[Opening Supplied information section]
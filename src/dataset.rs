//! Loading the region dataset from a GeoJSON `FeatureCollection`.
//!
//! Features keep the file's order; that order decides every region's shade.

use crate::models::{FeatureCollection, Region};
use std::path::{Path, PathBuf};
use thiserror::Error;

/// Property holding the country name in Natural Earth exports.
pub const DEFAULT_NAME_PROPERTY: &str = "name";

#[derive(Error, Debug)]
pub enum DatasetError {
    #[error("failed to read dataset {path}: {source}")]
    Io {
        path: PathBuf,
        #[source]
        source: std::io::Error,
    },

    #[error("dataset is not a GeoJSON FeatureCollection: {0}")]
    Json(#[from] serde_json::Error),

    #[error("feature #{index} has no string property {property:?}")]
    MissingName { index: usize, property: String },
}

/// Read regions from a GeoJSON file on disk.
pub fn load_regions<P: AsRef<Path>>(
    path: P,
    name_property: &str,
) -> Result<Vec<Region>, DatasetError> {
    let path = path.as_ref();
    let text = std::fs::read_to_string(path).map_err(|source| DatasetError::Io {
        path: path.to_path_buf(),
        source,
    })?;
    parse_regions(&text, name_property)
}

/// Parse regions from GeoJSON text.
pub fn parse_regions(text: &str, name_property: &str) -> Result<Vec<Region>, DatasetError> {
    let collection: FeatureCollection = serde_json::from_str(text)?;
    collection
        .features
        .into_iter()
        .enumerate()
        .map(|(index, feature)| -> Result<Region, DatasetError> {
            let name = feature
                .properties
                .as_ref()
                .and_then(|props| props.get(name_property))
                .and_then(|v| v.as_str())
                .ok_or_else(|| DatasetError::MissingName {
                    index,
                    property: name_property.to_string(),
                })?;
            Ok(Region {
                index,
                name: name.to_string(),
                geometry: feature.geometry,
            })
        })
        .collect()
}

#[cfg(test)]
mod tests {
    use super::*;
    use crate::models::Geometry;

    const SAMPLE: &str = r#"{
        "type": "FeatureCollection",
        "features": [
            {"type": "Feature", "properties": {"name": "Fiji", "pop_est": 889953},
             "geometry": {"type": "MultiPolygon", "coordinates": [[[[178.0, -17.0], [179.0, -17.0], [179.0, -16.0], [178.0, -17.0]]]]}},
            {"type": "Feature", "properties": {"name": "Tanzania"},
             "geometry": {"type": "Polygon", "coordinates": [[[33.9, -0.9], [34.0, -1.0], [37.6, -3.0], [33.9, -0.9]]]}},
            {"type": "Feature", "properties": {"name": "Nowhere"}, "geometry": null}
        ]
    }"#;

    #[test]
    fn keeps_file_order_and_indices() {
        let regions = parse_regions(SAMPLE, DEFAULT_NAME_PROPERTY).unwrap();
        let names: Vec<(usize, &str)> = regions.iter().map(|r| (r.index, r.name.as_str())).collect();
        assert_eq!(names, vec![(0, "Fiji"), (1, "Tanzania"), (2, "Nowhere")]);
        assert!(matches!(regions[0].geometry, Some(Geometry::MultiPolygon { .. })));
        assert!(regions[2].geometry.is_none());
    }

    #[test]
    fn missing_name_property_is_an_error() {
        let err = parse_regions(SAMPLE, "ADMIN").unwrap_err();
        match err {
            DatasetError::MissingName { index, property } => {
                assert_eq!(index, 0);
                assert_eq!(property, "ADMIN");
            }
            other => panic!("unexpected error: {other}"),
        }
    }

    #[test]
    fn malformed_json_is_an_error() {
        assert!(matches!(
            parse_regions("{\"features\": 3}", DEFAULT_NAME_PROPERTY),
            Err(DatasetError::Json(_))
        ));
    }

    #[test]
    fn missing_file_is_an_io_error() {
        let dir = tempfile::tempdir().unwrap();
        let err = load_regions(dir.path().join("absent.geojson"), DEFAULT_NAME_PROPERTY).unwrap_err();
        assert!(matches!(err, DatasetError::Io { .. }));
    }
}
[Closing Supplied information section]
* [What the task requires] Where does "Fiji" appear in the records above? Copy every line that has it.

* [Response area]
            {"type": "Feature", "properties": {"name": "Fiji", "pop_est": 889953},
        assert_eq!(names, vec![(0, "Fiji"), (1, "Tanzania"), (2, "Nowhere")]);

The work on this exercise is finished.